Appears I cannot reconcile my understanding and what I got. Can anyone tell me what is wrong? e.g. Is it because I didn’t simulated long enough, as I use irf=1000? Or discrepancy between theory and approximation? Or some fundamental mistakes? Many thanks!

The mean is an average, so you cannot look at the end point of a simulation. irf=1000 only controls the impulse responses, but not the length of the simulations. They are governed by the periods statement. If you do not specify the periods statement, Dynare will compute the theoretical mean from the state space representation of the solution. This can be done quickly. If you specify the periods option, Dynare will take the average over a simulation. This takes longer. If you simulate a really long time series the theoretical and simulated mean will finally coincide.

I noticed when I have an irf which is explosive in the 2nd order approximation, I still have a finite theoretic mean and variance reported. Does that mean theoretic moments are computed regardless of the order of approximation in the irfs ? Or because the explosive irfs is a rare case, weighted little in the whole distribution?

I don’t think it is the second reason, because how likely the explosive irfs happen depend on the s.d. I give in the variance block. I personally think it is just different ways of computation between theoretic moments and irfs. Not sure.

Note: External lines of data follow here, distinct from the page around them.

//! Value comparison between tensors.

use anyhow::{bail, Result};
use tensalg_core::{with_component, Component, TensorError};

use crate::tensor::Tensor;

const RELATIVE_TOLERANCE: f64 = 1e-6;

/// True iff both tensors have the same component type, order and
/// dimensions, and the same values: iterating both in storage order while
/// skipping zero entries, every surviving `(coordinate, value)` pair must
/// match, floats within a relative tolerance of 1e-6.
///
/// Both sides are synchronized before comparison.
pub fn equals(a: &Tensor, b: &Tensor) -> Result<bool> {
    if a.dtype() != b.dtype() {
        return Ok(false);
    }
    if a.order() != b.order() || a.dims() != b.dims() {
        return Ok(false);
    }
    if !a.dtype().is_numeric() {
        bail!(TensorError::NonNumericComponent(a.dtype()));
    }
    with_component!(a.dtype(), T => { equals_typed::<T>(a, b) })
}

fn equals_typed<T: Component>(a: &Tensor, b: &Tensor) -> Result<bool> {
    let left = a.entries::<T>()?;
    let right = b.entries::<T>()?;
    let mut lhs = left.iter().filter(|(_, value)| !value.is_zero());
    let mut rhs = right.iter().filter(|(_, value)| !value.is_zero());
    loop {
        match (lhs.next(), rhs.next()) {
            (None, None) => return Ok(true),
            (Some(_), None) | (None, Some(_)) => return Ok(false),
            (Some((lc, lv)), Some((rc, rv))) => {
                if lc != rc || !T::approx_eq(*lv, *rv, RELATIVE_TOLERANCE) {
                    return Ok(false);
                }
            }
        }
    }
}

#[cfg(test)]
mod tests {
    use super::*;
    use tensalg_core::{Datatype, Format};

    fn packed(name: &str, coords: &[(&[usize; 2], f64)]) -> Tensor {
        let mut tensor = Tensor::new(name, Datatype::Float64, &[3, 3], Format::csr()).unwrap();
        for (coord, value) in coords {
            tensor.insert(*coord, *value).unwrap();
        }
        tensor.pack().unwrap();
        tensor
    }

    #[test]
    fn test_equal_tensors() {
        let a = packed("a", &[(&[0, 1], 1.0), (&[2, 2], 3.0)]);
        let b = packed("b", &[(&[2, 2], 3.0), (&[0, 1], 1.0)]);
        assert!(equals(&a, &b).unwrap());
    }

    #[test]
    fn test_explicit_zeros_are_skipped() {
        let a = packed("a", &[(&[0, 1], 1.0), (&[1, 1], 0.0)]);
        let b = packed("b", &[(&[0, 1], 1.0)]);
        assert!(equals(&a, &b).unwrap());
    }

    #[test]
    fn test_within_tolerance() {
        let a = packed("a", &[(&[0, 1], 1.0)]);
        let b = packed("b", &[(&[0, 1], 1.0 + 5e-7)]);
        let c = packed("c", &[(&[0, 1], 1.01)]);
        assert!(equals(&a, &b).unwrap());
        assert!(!equals(&a, &c).unwrap());
    }

    #[test]
    fn test_shape_and_type_mismatch() {
        let a = packed("a", &[(&[0, 1], 1.0)]);
        let mut b = Tensor::new("b", Datatype::Float64, &[2, 3], Format::csr()).unwrap();
        b.insert(&[0, 1], 1.0).unwrap();
        assert!(!equals(&a, &b).unwrap());

        let c = Tensor::new("c", Datatype::Float32, &[3, 3], Format::csr()).unwrap();
        assert!(!equals(&a, &c).unwrap());
    }

    #[test]
    fn test_value_mismatch() {
        let a = packed("a", &[(&[0, 1], 1.0)]);
        let b = packed("b", &[(&[0, 2], 1.0)]);
        assert!(!equals(&a, &b).unwrap());
    }

    #[test]
    fn test_non_numeric_components_are_rejected() {
        let a = Tensor::new("a", Datatype::Bool, &[2], Format::sparse_vector()).unwrap();
        let b = Tensor::new("b", Datatype::Bool, &[2], Format::sparse_vector()).unwrap();
        let err = equals(&a, &b).unwrap_err();
        assert!(err
            .to_string()
            .contains("does not support value operations"));
    }
}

See the answer at [What are "theoretical moments" referring to?)
The theoretical moments at second order are based on the linear state space. It will never be explosive if the BK conditions are satisfied. The same cannot be said for simulations at higher order unless pruning is used. As generalized IRFs at higher order require simulations, you can have them explode (and simulated moments being infinite), while still getting finite theoretical moments.